Provider-patient dialogue could be improved to foster medication adherence in HIV care
Research Activities, August 2012, No. 384
Patients' failure to take medications as prescribed often results in failure to meet treatment goals. Even in the case of antiretroviral (ARV) therapies for HIV, where successful treatment is life-saving, many people do not consistently take their medications as prescribed. One concern is that provider communication with patients about medication adherence may not be effective in promoting better adherence.

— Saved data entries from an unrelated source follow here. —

//! Nix file scanner.
//!
//! Recursively walks directories to collect `.nix` files, then uses rnix to
//! parse each file and extract every path-literal token from the AST. Tokens
//! are classified, not resolved, here: `./`- or `../`-prefixed literals are
//! the only style the migration understands, everything else (absolute, home,
//! search-path, interpolated) is surfaced so the graph builder can flag the
//! containing file.

use anyhow::{Context, Result};
use glob::Pattern;
use rnix::SyntaxKind;
use rowan::{WalkEvent, ast::AstNode};
use serde::Serialize;
use std::path::{Component, Path, PathBuf};
use walkdir::WalkDir;

/// How a path token relates to the reference styles the engine supports.
#[derive(Debug, Clone, Copy, PartialEq, Eq, Serialize)]
#[serde(rename_all = "snake_case")]
pub enum PathTokenKind {
    /// Starts with `./` or `../` and can be resolved against the file's directory.
    Relative,
    /// Absolute, home-relative (`~/`) or search-path (`<...>`) literal.
    Foreign,
    /// Contains `${...}` interpolation; the final text is unknowable statically.
    Interpolated,
}

/// One path literal found in a source file.
#[derive(Debug, Clone, Serialize)]
pub struct PathToken {
    /// Literal text as written, e.g. `../foo` (empty for interpolated tokens).
    pub text: String,
    pub kind: PathTokenKind,
}

/// Everything extracted from a single source file.
#[derive(Debug, Clone)]
pub struct FileScan {
    pub file: PathBuf,
    pub tokens: Vec<PathToken>,
    /// True when the file could not be read or rnix reported parse errors.
    /// Such a file contributes no tokens and must be treated as opaque.
    pub unparseable: bool,
}

/// Collects all `.nix` files under `paths`.
///
/// Dot-prefixed entries are skipped unless `default_excludes` is false;
/// `excludes` holds additional glob patterns matched against both the entry
/// name and its full path.
pub fn collect_nix_files(
    paths: &[PathBuf],
    excludes: &[String],
    default_excludes: bool,
) -> Result<Vec<PathBuf>> {
    let patterns: Vec<Pattern> = excludes
        .iter()
        .map(|e| Pattern::new(e).with_context(|| format!("Invalid exclude pattern '{}'", e)))
        .collect::<Result<_>>()?;

    let mut files = Vec::new();
    for path in paths {
        for entry in WalkDir::new(path)
            .into_iter()
            .filter_entry(|e| e.depth() == 0 || !is_excluded(e, &patterns, default_excludes))
        {
            let entry = entry?;
            if entry.file_type().is_file()
                && entry.path().extension().is_some_and(|ext| ext == "nix")
            {
                files.push(entry.into_path());
            }
        }
    }

    Ok(files)
}

fn is_excluded(entry: &walkdir::DirEntry, patterns: &[Pattern], default_excludes: bool) -> bool {
    let name = entry.file_name().to_str();
    if default_excludes && name.is_some_and(|s| s.starts_with('.')) {
        return true;
    }
    patterns
        .iter()
        .any(|p| name.is_some_and(|s| p.matches(s)) || p.matches_path(entry.path()))
}

/// Reads and scans a single file.
///
/// Never fails: unreadable or unparseable files come back with
/// `unparseable = true` so the caller can quarantine them instead of
/// aborting the whole run.
pub fn scan_file(file: &Path) -> FileScan {
    let source = match std::fs::read_to_string(file) {
        Ok(s) => s,
        Err(_) => {
            return FileScan {
                file: file.to_path_buf(),
                tokens: Vec::new(),
                unparseable: true,
            };
        }
    };

    let parse = rnix::Root::parse(&source);
    if !parse.errors().is_empty() {
        eprintln!(
            "warn: Parse errors in {}: {:?}",
            file.display(),
            parse.errors()
        );
        return FileScan {
            file: file.to_path_buf(),
            tokens: Vec::new(),
            unparseable: true,
        };
    }

    FileScan {
        file: file.to_path_buf(),
        tokens: extract_path_tokens(&source),
        unparseable: false,
    }
}

/// Extracts every path-literal token from Nix source.
///
/// Walks the rnix tree preorder looking for `NODE_PATH` nodes. A path token
/// has no nested path tokens, so descent stops at each match. A node with an
/// interpolation child is yielded as [`PathTokenKind::Interpolated`]; plain
/// nodes classify by their literal text.
pub fn extract_path_tokens(source: &str) -> Vec<PathToken> {
    let parse = rnix::Root::parse(source);
    let root = parse.tree();
    let mut tokens = Vec::new();

    let mut preorder = root.syntax().preorder();
    while let Some(event) = preorder.next() {
        if let WalkEvent::Enter(node) = event {
            if node.kind() != SyntaxKind::NODE_PATH {
                continue;
            }
            preorder.skip_subtree();

            let interpolated = node
                .children()
                .any(|c| c.kind() == SyntaxKind::NODE_INTERPOL);
            if interpolated {
                tokens.push(PathToken {
                    text: String::new(),
                    kind: PathTokenKind::Interpolated,
                });
                continue;
            }

            let text = node.text().to_string();
            let kind = if text.starts_with("./") || text.starts_with("../") {
                PathTokenKind::Relative
            } else {
                PathTokenKind::Foreign
            };
            tokens.push(PathToken { text, kind });
        }
    }

    tokens
}

/// Resolves a relative path token against the directory containing `file`.
pub fn resolve_token(file: &Path, text: &str) -> PathBuf {
    let dir = file.parent().unwrap_or_else(|| Path::new("/"));
    normalize(&dir.join(text))
}

/// Lexically normalizes a path: folds `.` and `..` components without
/// touching the filesystem, so nonexistent targets can still be compared.
pub fn normalize(path: &Path) -> PathBuf {
    let mut out = PathBuf::new();
    for component in path.components() {
        match component {
            Component::CurDir => {}
            Component::ParentDir => {
                out.pop();
            }
            other => out.push(other.as_os_str()),
        }
    }
    out
}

Researchers analyzed voice recordings of 45 providers interacting with 415 patients with AIDS during clinical visits. Three main findings emerged. First, about 10 percent of utterances concerned antiretroviral treatment, and among those using but reporting non-adherence to ARVs, only about 23 percent of utterances had any ARV problem-solving dialogue. Second, when engaged in ARV problem-solving dialogue, providers used significantly more directives and controlling speech. Third, overall, providers asked relatively few open questions or few questions that elicited patient opinions, values or preferences, and only rarely did they check patients' understanding.
The researchers note that these speech patterns may not be consistent with the concepts of patient-centeredness and shared decisionmaking. However, they also point out that patients with HIV often have a variety of social and clinical problems that make their care a tremendous challenge for providers. It is not surprising, they suggest, that in this context, physicians speak more than patients, tend to ask relatively few open or expressive questions, and rarely check patients' understanding.
The researchers concluded that more effective dialogue would likely result in better treatment outcomes. The study was supported in part by the Agency for Healthcare Research and Quality (HS13903).
See "Provider-patient adherence dialogue in HIV care: Results of a multisite study," by M. Barton Laws, Ph.D., Mary Catherine Beach, M.D., Yoojin Lee, M.S., M.P.H., and others in AIDS Behavior, published online January 31, 2012.